State v. Becker

The opinion of the court was delivered by

Davis, J.:

In this petition for writ of mandamus, the State seeks a declaration from this court that K.S.A. 1997 Supp. 22-3428(1)(a) mandates that a criminal defendant who has been acquitted on the basis of a mental defect or disease under K.S.A. 22-3221 be com*805mitted to the Lamed State Security Hospital for safekeeping and treatment. The State asks this court to direct the Honorable Steven R. Becker to commit the defendant, David Proctor, under the provisions of 22-3428(l)(a).

The facts are not in dispute. David Proctor had been diagnosed as suffering from unipolar depression and had been on medication for this condition for approximately 10 years prior to the incident in this case. He had been hospitalized for the same condition on six prior occasions.

In August 1996, the defendant told his wife that something was wrong. He admitted himself to the Hutchinson Hospital psychiatric unit. His psychiatrist, Dr. Eve Hohly, conferred with him dúring his stay. On the morning of August 9, 1996, she testified that the defendant was preoccupied with some religious delusions. He was not in a security room at the time and did not appear to be imminently dangerous to the staff or himself.

Later that same day, Dr. Hohly received a report that the defendant had ran or jumped into a window. She directed that the defendant be placed in a security room. Donald Ahrens, an orderly in the psychiatric unit, helped the defendant to the security room. Once in the security room, the defendant became agitated. Ahrens went into the room to try to calm him, but the defendant put his fingers in his ears and refused to listen. The defendant then stated, “Go ye and halt the nation and preach the word.”

Ahrens testified that the defendant jumped up and announced that he was going to kill the nurse on duty. The nurse pushed the “panic button” to summon additional help, and Ahrens backed out of the room. The defendant came out of the room and began throwing punches at Ahrens. The defendant then ran to the fire door, ripped off a stainless steel bar that had been welded to the door, and severely beat Ahrens.

The defendant was charged with aggravated battery. He waived his right to a jury trial and gave notice of an insanity defense. The case proceeded to trial, with the defendant stipulating to the complaint and the State stipulating to the admission of a letter from Dr. Hohly stating that when the incident occurred, the defendant *806was under a delusional belief that he was fighting Satan and should not be held responsible for his actions.
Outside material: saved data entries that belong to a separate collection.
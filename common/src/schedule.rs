use crate::job::{Frequency, Schedule, DEFAULT_DAY_OF_MONTH, DEFAULT_DAY_OF_WEEK,
                 DEFAULT_HOURLY_INTERVAL};
use anyhow::{anyhow, Result};

pub const DAY_NAMES: [&str; 7] =
    ["Sunday", "Monday", "Tuesday", "Wednesday", "Thursday", "Friday", "Saturday"];

/// Display form of a schedule: a sentence and a 5-field cron string.
#[derive(Debug, Clone, PartialEq, Eq)]
pub struct ScheduleSummary {
    pub description: String,
    pub cron: String,
}

/// Interprets a schedule for display. Never fails: missing fields take their
/// defaults and unknown frequencies are shown capitalized.
///
/// Weekly and monthly cron strings use the same `{minute} {hour} * * *` shape
/// as daily; the day constraint only appears in the description.
pub fn describe(schedule: &Schedule) -> ScheduleSummary {
    let hour = schedule.hour_or_default();
    let minute = schedule.minute_or_default();
    let at = format!("{:02}:{:02}", hour, minute);
    let time_cron = format!("{} {} * * *", minute, hour);

    match &schedule.frequency {
        Frequency::Hourly => {
            let interval = schedule.interval.unwrap_or(DEFAULT_HOURLY_INTERVAL);
            ScheduleSummary {
                description: format!("Every {} minutes", interval),
                cron: format!("*/{} * * * *", interval),
            }
        }
        Frequency::Daily => ScheduleSummary {
            description: format!("Daily at {}", at),
            cron: time_cron,
        },
        Frequency::Weekly => {
            let day = schedule.day_of_week.unwrap_or(DEFAULT_DAY_OF_WEEK);
            ScheduleSummary {
                description: format!("Weekly on {} at {}", day_name(day), at),
                cron: time_cron,
            }
        }
        Frequency::Monthly => {
            let day = schedule.day_of_month.unwrap_or(DEFAULT_DAY_OF_MONTH);
            ScheduleSummary {
                description: format!("Monthly on day {} at {}", day, at),
                cron: time_cron,
            }
        }
        Frequency::Custom => match schedule.cron_expression.as_deref().map(str::trim) {
            Some(expr) if !expr.is_empty() => ScheduleSummary {
                description: format!("Custom ({})", expr),
                cron: expr.to_string(),
            },
            _ => ScheduleSummary { description: "Custom".to_string(), cron: time_cron },
        },
        Frequency::Other(raw) => ScheduleSummary {
            description: capitalize(raw),
            cron: time_cron,
        },
    }
}

/// Day name for a 0-based Sunday-first index; out of range falls back to Sunday.
pub fn day_name(day_of_week: u32) -> &'static str {
    DAY_NAMES.get(day_of_week as usize).copied().unwrap_or(DAY_NAMES[0])
}

fn capitalize(s: &str) -> String {
    let mut chars = s.chars();
    match chars.next() {
        Some(first) => first.to_uppercase().chain(chars).collect(),
        None => String::new(),
    }
}

/// Parses `HH:MM` into `(hour, minute)`.
pub fn parse_time(s: &str) -> Result<(u32, u32)> {
    let parts: Vec<&str> = s.trim().split(':').collect();
    if parts.len() != 2 {
        return Err(anyhow!("Invalid time format. Use HH:MM"));
    }
    let hour: u32 = parts[0].parse()?;
    let minute: u32 = parts[1].parse()?;
    if hour > 23 || minute > 59 {
        return Err(anyhow!("Time out of range: {}", s));
    }
    Ok((hour, minute))
}

/// Parses a weekday name or 0-6 index into the Sunday-first index.
pub fn parse_weekday(s: &str) -> Result<u32> {
    match s.trim().to_lowercase().as_str() {
        "sun" | "sunday" | "0" => Ok(0),
        "mon" | "monday" | "1" => Ok(1),
        "tue" | "tuesday" | "2" => Ok(2),
        "wed" | "wednesday" | "3" => Ok(3),
        "thu" | "thursday" | "4" => Ok(4),
        "fri" | "friday" | "5" => Ok(5),
        "sat" | "saturday" | "6" => Ok(6),
        _ => Err(anyhow!("Invalid weekday: {}", s)),
    }
}

#[cfg(test)]
mod tests {
    use super::*;

    #[test]
    fn test_weekly_description_and_cron() {
        let summary = describe(&Schedule::weekly(3, 9, 30));
        assert_eq!(summary.description, "Weekly on Wednesday at 09:30");
        assert_eq!(summary.cron, "30 9 * * *");
    }

    #[test]
    fn test_hourly_defaults_interval() {
        let mut schedule = Schedule::hourly(15);
        assert_eq!(describe(&schedule).description, "Every 15 minutes");
        assert_eq!(describe(&schedule).cron, "*/15 * * * *");

        schedule.interval = None;
        assert_eq!(describe(&schedule).cron, "*/30 * * * *");
    }

    #[test]
    fn test_daily_and_monthly() {
        assert_eq!(describe(&Schedule::daily(7, 5)).description, "Daily at 07:05");
        assert_eq!(describe(&Schedule::daily(7, 5)).cron, "5 7 * * *");

        let monthly = describe(&Schedule::monthly(15, 23, 0));
        assert_eq!(monthly.description, "Monthly on day 15 at 23:00");
        assert_eq!(monthly.cron, "0 23 * * *");
    }

    #[test]
    fn test_missing_fields_use_defaults() {
        let weekly: Schedule = serde_json::from_str(r#"{"frequency":"weekly"}"#).unwrap();
        assert_eq!(describe(&weekly).description, "Weekly on Sunday at 00:00");

        let monthly: Schedule = serde_json::from_str(r#"{"frequency":"monthly","hour":4}"#).unwrap();
        assert_eq!(describe(&monthly).description, "Monthly on day 1 at 04:00");
        assert_eq!(describe(&monthly).cron, "0 4 * * *");
    }

    #[test]
    fn test_unknown_frequency_is_capitalized() {
        let schedule: Schedule = serde_json::from_str(r#"{"frequency":"yearly"}"#).unwrap();
        let summary = describe(&schedule);
        assert_eq!(summary.description, "Yearly");
        assert_eq!(summary.cron, "0 0 * * *");
    }

    #[test]
    fn test_custom_expression() {
        let summary = describe(&Schedule::custom(" 0 */2 * * 1-5 "));
        assert_eq!(summary.description, "Custom (0 */2 * * 1-5)");
        assert_eq!(summary.cron, "0 */2 * * 1-5");

        let bare: Schedule = serde_json::from_str(r#"{"frequency":"custom"}"#).unwrap();
        assert_eq!(describe(&bare).description, "Custom");
    }

    #[test]
    fn test_out_of_range_weekday_falls_back() {
        assert_eq!(day_name(9), "Sunday");
    }

    #[test]
    fn test_parse_time() {
        assert_eq!(parse_time("09:30").unwrap(), (9, 30));
        assert!(parse_time("24:00").is_err());
        assert!(parse_time("930").is_err());
    }

    #[test]
    fn test_parse_weekday() {
        assert_eq!(parse_weekday("Wed").unwrap(), 3);
        assert_eq!(parse_weekday("sunday").unwrap(), 0);
        assert_eq!(parse_weekday("6").unwrap(), 6);
        assert!(parse_weekday("someday").is_err());
    }
}
mod actions;
pub mod api;
pub mod browser;
pub mod config;
pub mod dashboard;
pub mod filter;
pub mod form;
pub mod logging;
pub mod state;
pub mod timers;
pub mod view;

#[cfg(test)]
mod testing;

pub use api::{ApiError, HttpApi, JobsApi};
pub use config::Config;
pub use dashboard::{Command, Dashboard, Event, TabTarget};
pub use filter::FilterType;
pub use form::{FormError, FormField, JobForm};
pub use state::{DashboardState, DetailSubTab, SubTab, Tab};
pub use timers::TimerKind;
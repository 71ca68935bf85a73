pub mod api;
pub mod format;
pub mod job;
pub mod schedule;

pub use api::{BrowseItem, BrowseListing, EntryKind, ErrorBody, KillResponse, RunTriggered};
pub use job::{Frequency, JobConfig, JobId, JobPayload, JobSummary, RecentRun, Run, RunId,
              RunStatus, Schedule};
pub use schedule::{describe, parse_time, parse_weekday, ScheduleSummary, DAY_NAMES};

pub const DEFAULT_API_URL: &str = "http://127.0.0.1:8000";
pub const DEFAULT_CONFIG_PATH: &str = "~/.config/cronboard/config.yaml";
pub const DEFAULT_WATCH_LOG_FILE: &str = "cronboard.log";

// Refresh cadence of the dashboard pages
pub const LIST_REFRESH_MS: u64 = 10_000;
pub const DETAIL_REFRESH_MS: u64 = 5_000;
// Delay before re-fetching after run/kill so the backend can register the change
pub const ACTION_RELOAD_DELAY_MS: u64 = 500;

pub const DETAIL_RUN_LIMIT: u32 = 50;
pub const ALL_RUNS_LIMIT: u32 = 100;
pub const DEFAULT_TIMEOUT_SECONDS: u64 = 3600;
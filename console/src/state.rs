use common::{JobConfig, JobId, JobSummary, Run, RunId};
use std::collections::HashMap;

use crate::browser::FileBrowser;
use crate::filter::{apply_filters, FilterType};
use crate::form::JobForm;

#[derive(Debug, Clone, Copy, PartialEq, Eq, Default)]
pub enum Tab {
    #[default]
    Monitor,
    Create,
    JobDetail,
}

impl Tab {
    /// Tab whose indicator is lit; the detail page belongs to the monitor.
    pub fn indicator(&self) -> Tab {
        match self {
            Tab::JobDetail => Tab::Monitor,
            other => *other,
        }
    }
}

#[derive(Debug, Clone, Copy, PartialEq, Eq, Default)]
pub enum SubTab {
    #[default]
    Jobs,
    Runs,
}

#[derive(Debug, Clone, Copy, PartialEq, Eq, Default)]
pub enum DetailSubTab {
    #[default]
    Runs,
    Tasks,
}

/// Lifecycle of a panel fed by a single fetch. Loading, failure and an empty
/// `Ready` are distinct states.
#[derive(Debug, Clone, PartialEq)]
pub enum Load<T> {
    Idle,
    Loading,
    Ready(T),
    Failed(String),
}

impl<T> Default for Load<T> {
    fn default() -> Self {
        Load::Idle
    }
}

/// Last full job list plus the id lookup used to name runs fetched on their
/// own. Both are replaced wholesale on every fetch.
#[derive(Debug, Default)]
pub struct JobCache {
    jobs: Vec<JobSummary>,
    configs: HashMap<JobId, JobConfig>,
    loaded: bool,
}

impl JobCache {
    pub fn replace(&mut self, jobs: Vec<JobSummary>) {
        self.configs = jobs.iter().map(|j| (j.id().clone(), j.config.clone())).collect();
        self.jobs = jobs;
        self.loaded = true;
    }

    /// Registers a single job's name without listing it.
    pub fn insert(&mut self, job: JobConfig) {
        self.configs.insert(job.id.clone(), job);
    }

    /// Jobs in the order the backend listed them.
    pub fn jobs(&self) -> &[JobSummary] {
        &self.jobs
    }

    pub fn config(&self, id: &JobId) -> Option<&JobConfig> {
        self.configs.get(id)
    }

    /// Display name for a job id; unknown ids (e.g. deleted jobs) show as
    /// the raw id.
    pub fn job_name(&self, id: &JobId) -> String {
        self.config(id)
            .map(|c| c.name.clone())
            .unwrap_or_else(|| id.to_string())
    }

    /// Whether at least one fetch has completed.
    pub fn is_loaded(&self) -> bool {
        self.loaded
    }
}

/// The job shown on the detail page. `job` and `runs` stay `None` until the
/// first fetch for this job completes.
#[derive(Debug, Clone, PartialEq)]
pub struct DetailState {
    pub job_id: JobId,
    pub job_name: String,
    pub job: Option<JobConfig>,
    pub runs: Option<Vec<Run>>,
}

#[derive(Debug, Clone, PartialEq, Eq)]
pub enum LogContent {
    Loading,
    Text(String),
    Error(String),
}

#[derive(Debug, Clone, PartialEq, Eq)]
pub struct LogViewer {
    pub run_id: RunId,
    pub content: LogContent,
}

/// Destructive action waiting for the operator's answer.
#[derive(Debug, Clone, PartialEq, Eq)]
pub enum Confirm {
    DeleteJob { job_id: JobId, name: String },
}

impl Confirm {
    pub fn prompt(&self) -> String {
        match self {
            Confirm::DeleteJob { name, .. } => format!("Delete job \"{}\"?", name),
        }
    }
}

#[derive(Debug, Default)]
pub struct DashboardState {
    pub(crate) current_tab: Tab,
    pub(crate) current_sub_tab: SubTab,
    pub(crate) current_detail_sub_tab: DetailSubTab,
    pub(crate) current_filter: FilterType,
    pub(crate) search_query: String,
    pub(crate) detail: Option<DetailState>,
    pub(crate) cache: JobCache,
    pub(crate) all_runs: Load<Vec<Run>>,
    pub(crate) form: JobForm,
    pub(crate) browser: FileBrowser,
    pub(crate) log: Option<LogViewer>,
    pub(crate) confirm: Option<Confirm>,
    pub(crate) alert: Option<String>,
}

impl DashboardState {
    pub fn current_tab(&self) -> Tab {
        self.current_tab
    }

    pub fn current_sub_tab(&self) -> SubTab {
        self.current_sub_tab
    }

    pub fn current_detail_sub_tab(&self) -> DetailSubTab {
        self.current_detail_sub_tab
    }

    pub fn current_filter(&self) -> FilterType {
        self.current_filter
    }

    pub fn search_query(&self) -> &str {
        &self.search_query
    }

    pub fn detail(&self) -> Option<&DetailState> {
        self.detail.as_ref()
    }

    pub fn detail_job_id(&self) -> Option<&JobId> {
        self.detail.as_ref().map(|d| &d.job_id)
    }

    /// Whether the detail page for `job_id` is the visible page.
    pub fn is_showing_detail(&self, job_id: &JobId) -> bool {
        self.current_tab == Tab::JobDetail && self.detail_job_id() == Some(job_id)
    }

    pub fn cache(&self) -> &JobCache {
        &self.cache
    }

    /// The job list as currently filtered.
    pub fn visible_jobs(&self) -> Vec<&JobSummary> {
        apply_filters(self.cache.jobs(), &self.search_query, self.current_filter)
    }

    pub fn all_runs(&self) -> &Load<Vec<Run>> {
        &self.all_runs
    }

    pub fn form(&self) -> &JobForm {
        &self.form
    }

    pub fn browser(&self) -> &FileBrowser {
        &self.browser
    }

    pub fn log(&self) -> Option<&LogViewer> {
        self.log.as_ref()
    }

    pub fn confirm(&self) -> Option<&Confirm> {
        self.confirm.as_ref()
    }

    pub fn alert(&self) -> Option<&str> {
        self.alert.as_deref()
    }
}
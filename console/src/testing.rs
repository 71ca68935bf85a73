use async_trait::async_trait;
use common::{BrowseListing, JobConfig, JobId, JobPayload, JobSummary, KillResponse, Run, RunId,
             RunStatus, RunTriggered, Schedule};
use std::collections::HashMap;
use std::sync::Mutex;

use crate::api::{ApiError, JobsApi};
use crate::dashboard::Dashboard;

pub fn job_config(id: &str, name: &str, script_path: &str) -> JobConfig {
    JobConfig {
        id: JobId::from(id),
        name: name.to_string(),
        script_path: script_path.to_string(),
        schedule: Schedule::daily(2, 0),
        enabled: true,
        timeout_seconds: 3600,
    }
}

pub fn summary(id: &str, name: &str, script_path: &str) -> JobSummary {
    JobSummary {
        config: job_config(id, name, script_path),
        last_status: None,
        last_run: None,
        next_run: None,
        recent_runs: Vec::new(),
    }
}

pub fn run(id: &str, job_id: &str, status: RunStatus) -> Run {
    Run {
        id: RunId::from(id),
        job_id: JobId::from(job_id),
        status,
        trigger: "manual".to_string(),
        started_at: "2025-01-01T00:00:00Z".to_string(),
        finished_at: None,
        duration_ms: (!status.is_running()).then_some(1500),
        exit_code: match status {
            RunStatus::Running => None,
            RunStatus::Success => Some(0),
            _ => Some(1),
        },
        error_msg: None,
    }
}

pub fn not_found(what: &str) -> ApiError {
    ApiError::Status { status: 404, detail: format!("{} not found", what) }
}

/// Backend double. Every call is recorded as `METHOD path`.
#[derive(Default)]
pub struct MockApi {
    pub jobs: Mutex<Vec<JobSummary>>,
    pub runs: Mutex<HashMap<JobId, Vec<Run>>>,
    pub all_runs: Mutex<Vec<Run>>,
    pub killed: Mutex<u32>,
    pub logs: Mutex<HashMap<RunId, Result<String, ApiError>>>,
    pub listings: Mutex<HashMap<String, BrowseListing>>,
    /// When set, every write call fails with this error.
    pub write_error: Mutex<Option<ApiError>>,
    pub calls: Mutex<Vec<String>>,
}

impl MockApi {
    pub fn with_jobs(jobs: Vec<JobSummary>) -> Self {
        let api = MockApi::default();
        *api.jobs.lock().unwrap() = jobs;
        api
    }

    pub fn set_runs(&self, job_id: &str, runs: Vec<Run>) {
        self.runs.lock().unwrap().insert(JobId::from(job_id), runs);
    }

    pub fn calls(&self) -> Vec<String> {
        self.calls.lock().unwrap().clone()
    }

    pub fn count(&self, call: &str) -> usize {
        self.calls.lock().unwrap().iter().filter(|c| c.as_str() == call).count()
    }

    fn record(&self, call: String) {
        self.calls.lock().unwrap().push(call);
    }

    fn check_write(&self) -> Result<(), ApiError> {
        match self.write_error.lock().unwrap().clone() {
            Some(e) => Err(e),
            None => Ok(()),
        }
    }
}

#[async_trait]
impl JobsApi for MockApi {
    async fn list_jobs(&self) -> Result<Vec<JobSummary>, ApiError> {
        self.record("GET /api/jobs".to_string());
        Ok(self.jobs.lock().unwrap().clone())
    }

    async fn get_job(&self, id: &JobId) -> Result<JobConfig, ApiError> {
        self.record(format!("GET /api/jobs/{}", id));
        self.jobs
            .lock()
            .unwrap()
            .iter()
            .find(|j| j.id() == id)
            .map(|j| j.config.clone())
            .ok_or_else(|| not_found(&format!("Job {}", id)))
    }

    async fn create_job(&self, payload: &JobPayload) -> Result<JobConfig, ApiError> {
        self.record("POST /api/jobs".to_string());
        self.check_write()?;
        let mut config = job_config("new1", &payload.name, &payload.script_path);
        config.schedule = payload.schedule.clone();
        config.timeout_seconds = payload.timeout_seconds;
        self.jobs.lock().unwrap().push(JobSummary { config: config.clone(), ..summary("new1", "", "") });
        Ok(config)
    }

    async fn update_job(&self, id: &JobId, payload: &JobPayload) -> Result<JobConfig, ApiError> {
        self.record(format!("PUT /api/jobs/{}", id));
        self.check_write()?;
        let mut jobs = self.jobs.lock().unwrap();
        let job = jobs
            .iter_mut()
            .find(|j| j.id() == id)
            .ok_or_else(|| not_found(&format!("Job {}", id)))?;
        job.config.name = payload.name.clone();
        job.config.script_path = payload.script_path.clone();
        job.config.schedule = payload.schedule.clone();
        job.config.timeout_seconds = payload.timeout_seconds;
        Ok(job.config.clone())
    }

    async fn delete_job(&self, id: &JobId) -> Result<(), ApiError> {
        self.record(format!("DELETE /api/jobs/{}", id));
        self.check_write()?;
        self.jobs.lock().unwrap().retain(|j| j.id() != id);
        Ok(())
    }

    async fn run_job(&self, id: &JobId) -> Result<RunTriggered, ApiError> {
        self.record(format!("POST /api/jobs/{}/run", id));
        self.check_write()?;
        Ok(RunTriggered { run_id: RunId::from("run-new") })
    }

    async fn kill_job(&self, id: &JobId) -> Result<KillResponse, ApiError> {
        self.record(format!("POST /api/jobs/{}/kill", id));
        self.check_write()?;
        Ok(KillResponse { ok: true, killed: *self.killed.lock().unwrap() })
    }

    async fn job_runs(&self, id: &JobId, limit: u32) -> Result<Vec<Run>, ApiError> {
        self.record(format!("GET /api/jobs/{}/runs", id));
        let runs = self.runs.lock().unwrap().get(id).cloned().unwrap_or_default();
        Ok(runs.into_iter().take(limit as usize).collect())
    }

    async fn all_runs(&self, limit: u32) -> Result<Vec<Run>, ApiError> {
        self.record("GET /api/runs".to_string());
        Ok(self.all_runs.lock().unwrap().iter().take(limit as usize).cloned().collect())
    }

    async fn run_log(&self, id: &RunId) -> Result<String, ApiError> {
        self.record(format!("GET /api/runs/{}/log", id));
        self.logs
            .lock()
            .unwrap()
            .get(id)
            .cloned()
            .unwrap_or_else(|| Err(not_found("Log")))
    }

    async fn browse(&self, path: &str) -> Result<BrowseListing, ApiError> {
        self.record(format!("GET /api/browse?path={}", path));
        self.listings
            .lock()
            .unwrap()
            .get(path)
            .cloned()
            .ok_or_else(|| not_found("Path"))
    }
}

/// Lets spawned fetches finish and feeds their results to the engine.
/// Paused-clock timers and deferred reloads are not advanced.
pub async fn settle<A: JobsApi>(dashboard: &mut Dashboard<A>) {
    for _ in 0..32 {
        tokio::task::yield_now().await;
        while let Some(event) = dashboard.try_next_event() {
            dashboard.handle(event);
        }
    }
}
Based upon the stipulated evidence, the district court found that while the defendant had committed the aggravated battery, he was not guilty by reason of insanity. The case then proceeded with disposition.

Without objection from the State, the defendant presented the testimony of Dr. Hohly as well as the testimony of Karen Brown Soden, a nurse practitioner at the Lamed State Hospital. Dr. Hohly testified that after the incident, the police transported the defendant to the Lamed State Hospital. Brown Soden testified that the defendant was brought into die hospital in protective custody and was evaluated. During the time the defendant had been hospitalized, it was discovered that he was suffering from a bipolar disorder rather than unipolar depression. Brown Soden testified that the treatment for unipolar disorder is different from that for bipolar disorder.

Dr. Hohly testified that the defendant had previously been placed on an antidepressant for unipolar disorder but not on antipsychotic medication. She stated that placing someone with bipolar disorder on an antidepressant alone can increase that person’s manic behavior. She testified that with the new antipsychotic medication, the defendant is well stabilized and has been able to return to work. She testified that the defendant was asymptomatic and that a return to Lamed would be of little help. Further, it could be counterproductive in that it would take away his job, which is a stabilizing influence in his life.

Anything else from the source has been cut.